If read it all as one unified story, the flood myth contains a lot of contradictions.
Of course, I think there are actually two flood stories here that switch back and forth between their narrative in a pattern: Story A, then part of Story B, part of Story A, then part of Story B, etc. The ending of one of the stories occur at the end of Genesis 8, while the end of the other version occurs at the beginning of Genesis 9. Yes, there are even two endings.
This also explains why God repeats a million times, that yes, he plans to destroy the earth with water as if we don't believe the first three or four times he tells Noah. Of course, he probably only tells him twice per a narrative, but since these are two stories spliced together, it sounds like he is repeating himself. Each story has slight variants from each other in other little details.
In one story, the main reason he destroys the earth seems to be that humans are copulating with other divine beings (angels), thus alluding to Genesis 3 and the fear that humanity could become divine by eating from the tree of life. This theme consistently repeats itself throughout Genesis and other parts of the Bible (humans are not meant to be divine like God, and bad things happen to them when they try to surpass their limitations). He does connect this to a more general: therefore, the people were evil and wicked.
In the other version of the story, the main reason seems to be a much more general people are just evil and wicked and the earth has become corrupt, without much of a specific reason.
The presence of two stories suggests that these stories originally circulated orally before they were recorded and two different traditions, if not more were written down. Whoever redacted this narrative must have felt both stories were authoritative for different reasons.
The sacrifice at the end of Genesis 8 almost undoubtably is part of the 7 animal version of the narrative. It says he specifically kills one of each clean animal, which means an animal he is allowed to eat (it's kosher) and sacrifice to God. The seventh animal that is sacrificed represents the sabbath and the end of "new" creation at the end of the flood, while the other six go off to mate and repopulate the earth.
The other ending gives us the origins of rainbows (God's bow in the sky as his symbol of the new covenant with humanity).

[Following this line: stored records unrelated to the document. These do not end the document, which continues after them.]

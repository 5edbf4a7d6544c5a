//! # Domain Entities
//!
//! Products, history records and the request context every write carries.

use super::value_objects::{Hash, Identity, ProductId, RecordKind, Role, Timestamp};
use serde::{Deserialize, Serialize};

// =============================================================================
// REQUEST CONTEXT
// =============================================================================

/// Caller and commit time of a write.
///
/// Both are supplied by the harness that submits the request, never read
/// from ambient state inside the ledger.
#[derive(Debug, Clone, Copy, PartialEq, Eq, Serialize, Deserialize)]
pub struct RequestContext {
    /// Submitting identity.
    pub caller: Identity,
    /// Commit time (unix seconds).
    pub now: Timestamp,
}

impl RequestContext {
    /// Build a context.
    #[must_use]
    pub fn new(caller: Identity, now: Timestamp) -> Self {
        Self { caller, now }
    }
}

// =============================================================================
// PRODUCT
// =============================================================================

/// Current-state row for one product.
///
/// `id` and `info` never change. `current_owner` and the suspicious fields
/// are written only by the transition engine.
#[derive(Debug, Clone, PartialEq, Eq, Serialize, Deserialize)]
pub struct Product {
    /// Unique key.
    pub id: ProductId,
    /// Free-text descriptor given at creation.
    pub info: String,
    /// Identity currently holding the product.
    pub current_owner: Identity,
    /// Set once any classification rule fires; never cleared.
    pub suspicious: bool,
    /// Latest classification reason, empty while not suspicious.
    pub suspicious_reason: String,
}

impl Product {
    /// A freshly created, unflagged product.
    #[must_use]
    pub fn new(id: ProductId, info: String, owner: Identity) -> Self {
        Self {
            id,
            info,
            current_owner: owner,
            suspicious: false,
            suspicious_reason: String::new(),
        }
    }
}

/// Read model returned by `getProduct`.
#[derive(Debug, Clone, PartialEq, Eq, Serialize, Deserialize)]
pub struct ProductView {
    pub id: ProductId,
    pub info: String,
    pub current_owner: Identity,
    pub history_count: usize,
    pub suspicious: bool,
    pub suspicious_reason: String,
}

// =============================================================================
// HISTORY RECORD
// =============================================================================

/// One immutable entry of a product's history.
#[derive(Debug, Clone, PartialEq, Eq, Serialize, Deserialize)]
pub struct HistoryRecord {
    /// Transition kind.
    pub kind: RecordKind,
    /// Identity that performed the transition.
    pub actor: Identity,
    /// Commit time (unix seconds).
    pub timestamp: Timestamp,
    /// Free-text note (the product info for `Created`).
    pub note: String,
    /// New owner for `Created`/`Transferred`, zero otherwise.
    pub new_owner: Identity,
    /// Position in the product's history.
    pub index: usize,
    /// Hash of the previous record (zero for index 0).
    pub prev_hash: Hash,
    /// Keccak-256 over `prev_hash` and this record's fields.
    pub record_hash: Hash,
}

/// Outcome of an accepted transition.
#[derive(Debug, Clone, PartialEq, Eq, Serialize, Deserialize)]
pub struct TransitionReceipt {
    pub product_id: ProductId,
    pub kind: RecordKind,
    /// Index of the appended record.
    pub index: usize,
    /// Hash of the appended record.
    pub record_hash: Hash,
    /// Owner after the transition.
    pub owner: Identity,
    /// Reason raised by classification during this transition, if any.
    pub flagged: Option<String>,
}

/// Result of re-walking a product's hash chain.
#[derive(Debug, Clone, PartialEq, Eq, Serialize, Deserialize)]
pub struct HistoryVerification {
    pub product_id: ProductId,
    pub length: usize,
    /// Hash of the last record, when the chain is intact.
    pub head: Option<Hash>,
    /// First index whose stored hash or linkage is wrong.
    pub first_invalid: Option<usize>,
}

impl HistoryVerification {
    /// Returns true when every record links and hashes correctly.
    #[must_use]
    pub fn is_intact(&self) -> bool {
        self.first_invalid.is_none()
    }
}

// =============================================================================
// ROLE GRANTS
// =============================================================================

/// One entry of the append-only role grant log.
#[derive(Debug, Clone, PartialEq, Eq, Serialize, Deserialize)]
pub struct RoleGrant {
    /// Position in the grant log.
    pub sequence: u64,
    pub identity: Identity,
    pub role: Role,
    pub granted_at: Timestamp,
}

/// Current role of one identity, as listed for the registry owner.
#[derive(Debug, Clone, PartialEq, Eq, Serialize, Deserialize)]
pub struct RoleAssignment {
    pub identity: Identity,
    pub role: Role,
}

I agree with Orphanpip. The narrative seems to have a relationship to the flood narrative in the Epic of Gilgamesh. This idea pretty much has mainstream acceptance in academia in Biblical Studies, Judaic Studies, English courses that cover the Bible as Literature.
There is the obvious major similarity that they are both flood stories in which God or gods destroy the world because of humanity's wickedness and chose to save one survivor.

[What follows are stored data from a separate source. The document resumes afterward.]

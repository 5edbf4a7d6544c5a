//! # History Ledger
//!
//! Append-only, per-product sequence of history records.
//!
//! Records are never edited or removed. Each record is chained to its
//! predecessor by hash, so any edit to a stored or exported history is
//! detectable by [`HistoryLedger::verify`].
//!
//! ```text
//! record_hash[i] = keccak256(prev_hash[i] ‖ product_id ‖ i ‖ kind ‖ actor ‖ timestamp ‖ new_owner ‖ note)
//! prev_hash[0]   = 0x00…00
//! prev_hash[i]   = record_hash[i-1]
//! ```

use super::entities::{HistoryRecord, HistoryVerification};
use super::value_objects::{Hash, Identity, ProductId, RecordKind, Timestamp};
use crate::errors::{LedgerError, NotFoundKind};
use sha3::{Digest, Keccak256};
use std::collections::HashMap;

/// Hash linking the first record of every product.
pub const GENESIS_PREV_HASH: Hash = [0u8; 32];

/// Fields of a record before it is positioned and hashed.
#[derive(Debug, Clone, PartialEq, Eq)]
pub struct PendingRecord {
    pub kind: RecordKind,
    pub actor: Identity,
    pub timestamp: Timestamp,
    pub note: String,
    pub new_owner: Identity,
}

/// Compute the chained hash of a record.
#[must_use]
pub fn compute_record_hash(
    product_id: &ProductId,
    index: usize,
    prev_hash: &Hash,
    record: &PendingRecord,
) -> Hash {
    let mut hasher = Keccak256::new();
    hasher.update(prev_hash);
    // Length prefixes keep variable-size fields unambiguous.
    hasher.update((product_id.as_str().len() as u64).to_be_bytes());
    hasher.update(product_id.as_str().as_bytes());
    hasher.update((index as u64).to_be_bytes());
    hasher.update([record.kind.tag()]);
    hasher.update(record.actor.as_bytes());
    hasher.update(record.timestamp.to_be_bytes());
    hasher.update(record.new_owner.as_bytes());
    hasher.update((record.note.len() as u64).to_be_bytes());
    hasher.update(record.note.as_bytes());
    hasher.finalize().into()
}

/// Append-only store of every product's history.
#[derive(Debug, Clone, Default)]
pub struct HistoryLedger {
    chains: HashMap<ProductId, Vec<HistoryRecord>>,
    total_records: u64,
}

impl HistoryLedger {
    /// Create an empty ledger.
    #[must_use]
    pub fn new() -> Self {
        Self::default()
    }

    /// Append a record to `product_id`'s history and return it.
    ///
    /// Never fails: the caller has already validated the transition.
    pub fn append(&mut self, product_id: &ProductId, pending: PendingRecord) -> HistoryRecord {
        let chain = self.chains.entry(product_id.clone()).or_default();
        let index = chain.len();
        let prev_hash = chain.last().map_or(GENESIS_PREV_HASH, |r| r.record_hash);
        let record_hash = compute_record_hash(product_id, index, &prev_hash, &pending);

        let record = HistoryRecord {
            kind: pending.kind,
            actor: pending.actor,
            timestamp: pending.timestamp,
            note: pending.note,
            new_owner: pending.new_owner,
            index,
            prev_hash,
            record_hash,
        };
        chain.push(record.clone());
        self.total_records += 1;
        record
    }

    /// Number of records for `product_id`.
    pub fn len(&self, product_id: &ProductId) -> Result<usize, LedgerError> {
        self.records(product_id).map(<[HistoryRecord]>::len)
    }

    /// Record at `index` for `product_id`.
    pub fn get(&self, product_id: &ProductId, index: usize) -> Result<&HistoryRecord, LedgerError> {
        let records = self.records(product_id)?;
        records.get(index).ok_or_else(|| {
            LedgerError::NotFound(NotFoundKind::HistoryIndex {
                product_id: product_id.clone(),
                index,
                length: records.len(),
            })
        })
    }

    /// All records for `product_id`, in append order.
    pub fn records(&self, product_id: &ProductId) -> Result<&[HistoryRecord], LedgerError> {
        self.chains
            .get(product_id)
            .map(Vec::as_slice)
            .ok_or_else(|| LedgerError::product_not_found(product_id))
    }

    /// Most recent record of `kind` for `product_id`, if any.
    #[must_use]
    pub fn last_of_kind(&self, product_id: &ProductId, kind: RecordKind) -> Option<&HistoryRecord> {
        self.chains
            .get(product_id)
            .and_then(|chain| chain.iter().rev().find(|r| r.kind == kind))
    }

    /// Records across all products.
    #[must_use]
    pub fn total_records(&self) -> u64 {
        self.total_records
    }

    /// Re-walk the hash chain of `product_id`.
    pub fn verify(&self, product_id: &ProductId) -> Result<HistoryVerification, LedgerError> {
        let records = self.records(product_id)?;
        Ok(verify_chain(product_id, records))
    }
}

/// Check linkage, positions and hashes of a record sequence.
#[must_use]
pub fn verify_chain(product_id: &ProductId, records: &[HistoryRecord]) -> HistoryVerification {
    let mut prev = GENESIS_PREV_HASH;
    for (i, record) in records.iter().enumerate() {
        let pending = PendingRecord {
            kind: record.kind,
            actor: record.actor,
            timestamp: record.timestamp,
            note: record.note.clone(),
            new_owner: record.new_owner,
        };
        let expected = compute_record_hash(product_id, i, &prev, &pending);
        if record.index != i || record.prev_hash != prev || record.record_hash != expected {
            return HistoryVerification {
                product_id: product_id.clone(),
                length: records.len(),
                head: None,
                first_invalid: Some(i),
            };
        }
        prev = record.record_hash;
    }
    HistoryVerification {
        product_id: product_id.clone(),
        length: records.len(),
        head: records.last().map(|r| r.record_hash),
        first_invalid: None,
    }
}
//! Telemetry configuration from environment variables.

use std::env;

/// Configuration for logging and metrics.
#[derive(Debug, Clone, PartialEq, Eq)]
pub struct TelemetryConfig {
    /// Service name attached to the startup log line
    pub service_name: String,

    /// Log level filter (trace, debug, info, warn, error) or a full
    /// `EnvFilter` directive
    pub log_level: String,

    /// Whether to emit logs at all (to stderr)
    pub console_output: bool,

    /// Whether to emit JSON formatted logs
    pub json_logs: bool,
}

impl Default for TelemetryConfig {
    fn default() -> Self {
        Self {
            service_name: "custody-node".to_string(),
            log_level: "info".to_string(),
            console_output: true,
            json_logs: false,
        }
    }
}

impl TelemetryConfig {
    /// Create configuration from environment variables.
    ///
    /// # Environment Variables
    ///
    /// - `CC_SERVICE_NAME`: Service name (default: custody-node)
    /// - `CC_LOG_LEVEL` or `RUST_LOG`: Log level (default: info)
    /// - `CC_CONSOLE_OUTPUT`: Enable log output (default: true)
    /// - `CC_JSON_LOGS`: Enable JSON logs (default: false, true in containers)
    pub fn from_env() -> Self {
        Self::from_lookup(|key| env::var(key).ok())
    }

    /// Build configuration from an arbitrary variable lookup.
    pub fn from_lookup<F>(lookup: F) -> Self
    where
        F: Fn(&str) -> Option<String>,
    {
        let is_container =
            lookup("KUBERNETES_SERVICE_HOST").is_some() || lookup("DOCKER_CONTAINER").is_some();

        Self {
            service_name: lookup("CC_SERVICE_NAME").unwrap_or_else(|| "custody-node".to_string()),

            log_level: lookup("CC_LOG_LEVEL")
                .or_else(|| lookup("RUST_LOG"))
                .unwrap_or_else(|| "info".to_string()),

            console_output: lookup("CC_CONSOLE_OUTPUT")
                .map(|v| v.to_lowercase() != "false" && v != "0")
                .unwrap_or(true),

            json_logs: lookup("CC_JSON_LOGS")
                .map(|v| v.to_lowercase() == "true" || v == "1")
                .unwrap_or(is_container),
        }
    }
}
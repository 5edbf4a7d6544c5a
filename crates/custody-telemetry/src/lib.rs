//! # Custody Telemetry
//!
//! Logging and metrics for the custody ledger node.
//!
//! ## Components
//!
//! - **Logs**: `tracing-subscriber` with an `EnvFilter`, pretty or JSON, on stderr
//! - **Metrics**: Prometheus counters in a private registry, rendered on demand
//!
//! ## Usage
//!
//! ```rust,ignore
//! use custody_telemetry::{init_telemetry, TelemetryConfig};
//!
//! let _guard = init_telemetry(&TelemetryConfig::from_env())?;
//! ```
//!
//! ## Environment Variables
//!
//! | Variable | Default | Description |
//! |----------|---------|-------------|
//! | `CC_LOG_LEVEL` / `RUST_LOG` | `info` | Log filter |
//! | `CC_JSON_LOGS` | `false` | JSON log lines |
//! | `CC_CONSOLE_OUTPUT` | `true` | Emit logs at all |
//! | `CC_SERVICE_NAME` | `custody-node` | Service name |

mod config;
pub mod metrics;
mod tracing_setup;

pub use config::TelemetryConfig;
pub use metrics::{encode_metrics, register_metrics, HistogramTimer, MetricsHandle};
pub use tracing_setup::init_tracing;

use thiserror::Error;

/// Telemetry initialization errors
#[derive(Error, Debug)]
pub enum TelemetryError {
    #[error("Failed to initialize tracing subscriber: {0}")]
    TracerInit(String),

    #[error("Failed to initialize Prometheus metrics: {0}")]
    MetricsInit(String),

    #[error("Invalid configuration: {0}")]
    Config(String),
}

/// Initialize logging and metrics.
///
/// Returns a guard to hold for the lifetime of the application.
pub fn init_telemetry(config: &TelemetryConfig) -> Result<TelemetryGuard, TelemetryError> {
    let metrics = register_metrics()?;
    init_tracing(config)?;
    Ok(TelemetryGuard { _metrics: metrics })
}

/// Guard that keeps telemetry active.
pub struct TelemetryGuard {
    _metrics: MetricsHandle,
}

impl Drop for TelemetryGuard {
    fn drop(&mut self) {
        tracing::info!("Shutting down telemetry...");
    }
}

Both Utnapishtim and Noah release ravens and doves to see if the earth has tried. Utnapishtim releases one additional type of bird, and the order is reversed I think in the two narrative of which bird is released when.

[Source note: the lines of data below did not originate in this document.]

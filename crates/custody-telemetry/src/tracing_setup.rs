//! Tracing subscriber setup.
//!
//! Logs go to stderr: stdout belongs to the node's response stream.

use tracing_subscriber::{layer::SubscriberExt, util::SubscriberInitExt, EnvFilter};

use crate::{TelemetryConfig, TelemetryError};

/// Install the global tracing subscriber.
///
/// Fails if a global subscriber is already set or the filter directive
/// is malformed.
pub fn init_tracing(config: &TelemetryConfig) -> Result<(), TelemetryError> {
    let env_filter = EnvFilter::try_new(&config.log_level)
        .map_err(|e| TelemetryError::Config(format!("invalid log filter: {e}")))?;

    if !config.console_output {
        tracing_subscriber::registry()
            .with(env_filter)
            .try_init()
            .map_err(|e| TelemetryError::TracerInit(e.to_string()))?;
        return Ok(());
    }

    if config.json_logs {
        // JSON output for containers/production
        let json_layer = tracing_subscriber::fmt::layer()
            .json()
            .with_writer(std::io::stderr)
            .with_target(true)
            .with_thread_ids(true)
            .with_file(true)
            .with_line_number(true);

        tracing_subscriber::registry()
            .with(env_filter)
            .with(json_layer)
            .try_init()
            .map_err(|e| TelemetryError::TracerInit(e.to_string()))?;
    } else {
        // Pretty output for development
        let fmt_layer = tracing_subscriber::fmt::layer()
            .with_writer(std::io::stderr)
            .with_target(true)
            .with_thread_ids(false)
            .with_file(false)
            .with_line_number(false)
            .with_ansi(true);

        tracing_subscriber::registry()
            .with(env_filter)
            .with(fmt_layer)
            .try_init()
            .map_err(|e| TelemetryError::TracerInit(e.to_string()))?;
    }

    tracing::info!(
        service = %config.service_name,
        json = config.json_logs,
        "Tracing initialized"
    );
    Ok(())
}
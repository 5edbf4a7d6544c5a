//! # Value Objects
//!
//! Immutable domain primitives for custody tracking.

use serde::{Deserialize, Serialize};
use std::fmt;

pub use shared_types::{Hash, Identity, Timestamp};

/// Numeric role code as it crosses the API. Wider than the enumeration so
/// any submitted integer reaches role validation.
pub type RoleCode = u64;

// =============================================================================
// ROLE
// =============================================================================

/// Participant role in the custody chain.
///
/// An identity holds exactly one role at a time. The numeric codes are part
/// of the external interface (`grantRole(identity, code)`).
#[derive(Debug, Clone, Copy, PartialEq, Eq, Hash, PartialOrd, Ord, Default, Serialize, Deserialize)]
#[repr(u8)]
pub enum Role {
    /// No role; the default for unknown identities.
    #[default]
    None = 0,
    /// Creates products and ships them to dealers.
    Manufacturer = 1,
    /// Receives from manufacturers, sells to customers.
    Dealer = 2,
    /// Owns the product; may only hand it to a warranty center.
    Customer = 3,
    /// Records warranty and repair work on products it holds.
    WarrantyCenter = 4,
}

impl Role {
    /// All roles in code order.
    pub const ALL: [Role; 5] = [
        Role::None,
        Role::Manufacturer,
        Role::Dealer,
        Role::Customer,
        Role::WarrantyCenter,
    ];

    /// Numeric code of this role.
    #[must_use]
    pub fn code(self) -> RoleCode {
        self as RoleCode
    }

    /// Parse a numeric role code. Returns `None` outside the enumeration.
    #[must_use]
    pub fn from_code(code: RoleCode) -> Option<Role> {
        usize::try_from(code)
            .ok()
            .and_then(|index| Self::ALL.get(index))
            .copied()
    }
}

impl fmt::Display for Role {
    fn fmt(&self, f: &mut fmt::Formatter<'_>) -> fmt::Result {
        let label = match self {
            Role::None => "None",
            Role::Manufacturer => "Manufacturer",
            Role::Dealer => "Dealer",
            Role::Customer => "Customer",
            Role::WarrantyCenter => "WarrantyCenter",
        };
        f.write_str(label)
    }
}

// =============================================================================
// RECORD KIND
// =============================================================================

/// Kind of a history record, one per transition type.
#[derive(Debug, Clone, Copy, PartialEq, Eq, Hash, Serialize, Deserialize)]
pub enum RecordKind {
    /// Product registered by its manufacturer.
    Created,
    /// Ownership moved to `new_owner`.
    Transferred,
    /// Warranty service recorded; no owner change.
    Warranty,
    /// Repair recorded; no owner change.
    Repair,
}

impl RecordKind {
    /// Single-byte tag used when hashing records.
    #[must_use]
    pub fn tag(self) -> u8 {
        match self {
            RecordKind::Created => 0,
            RecordKind::Transferred => 1,
            RecordKind::Warranty => 2,
            RecordKind::Repair => 3,
        }
    }

    /// Returns true for kinds whose record carries the new owner.
    #[must_use]
    pub fn sets_owner(self) -> bool {
        matches!(self, RecordKind::Created | RecordKind::Transferred)
    }
}

impl fmt::Display for RecordKind {
    fn fmt(&self, f: &mut fmt::Formatter<'_>) -> fmt::Result {
        let label = match self {
            RecordKind::Created => "Created",
            RecordKind::Transferred => "Transferred",
            RecordKind::Warranty => "Warranty",
            RecordKind::Repair => "Repair",
        };
        f.write_str(label)
    }
}

// =============================================================================
// PRODUCT ID
// =============================================================================

/// Unique, immutable product key.
#[derive(Debug, Clone, PartialEq, Eq, Hash, PartialOrd, Ord, Serialize, Deserialize)]
#[serde(transparent)]
pub struct ProductId(String);

impl ProductId {
    /// Wrap a product key.
    pub fn new(id: impl Into<String>) -> Self {
        Self(id.into())
    }

    /// The key as a string slice.
    #[must_use]
    pub fn as_str(&self) -> &str {
        &self.0
    }
}

impl From<&str> for ProductId {
    fn from(id: &str) -> Self {
        Self(id.to_string())
    }
}

impl From<String> for ProductId {
    fn from(id: String) -> Self {
        Self(id)
    }
}

impl fmt::Display for ProductId {
    fn fmt(&self, f: &mut fmt::Formatter<'_>) -> fmt::Result {
        f.write_str(&self.0)
    }
}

Like the many deities in the Babylonian narrative, we are told God finds the scent of Noah's sacrifice pleasing. The Babylonian narrative has the deities squabbling, while this narrative has God promising never to destroy everyone again.
The Babylonian version takes part of a larger epic. It's almost like a mini-story/side-story that relates only through its theme of life and death and its interactions with the main character to the larger story of the epic. The biblical version seems to stand on its own more as a story in its own right. It functions as part of a larger theological history. It has the feel of a continuous mythological history, like we are progressing linearly through time, while the Babylonian story is a character talking about his past (an event that already happened).
I had a discussion with JBI a little while back on a thread here in litnet in which he pointed out that Judaism has no tradition of heroes, the one exception possibly being Samson from the Book of Judges (as I argued). Instead we have prophets and messengers of God. So the last line of Genesis 6:4: "They were the heroes of old, the men of renown" is also interesting when we consider this fact.
I think all of this indicates quite explicitly that we should read this as a mocking commentary of their neighbors' beliefs rather than a lost tradition of stories, unless there really is a lost tradition of Israelite hero narratives. This also helps us frame one of their possible aesthetic purposes in the Noah flood myth. If we understand the beginning of Genesis 6 to be an attack on their neighbors' beliefs, what a better way than to follow it up by recasting and rewriting the flood myth of their neighbors in the shape of Israelite monotheistic theology.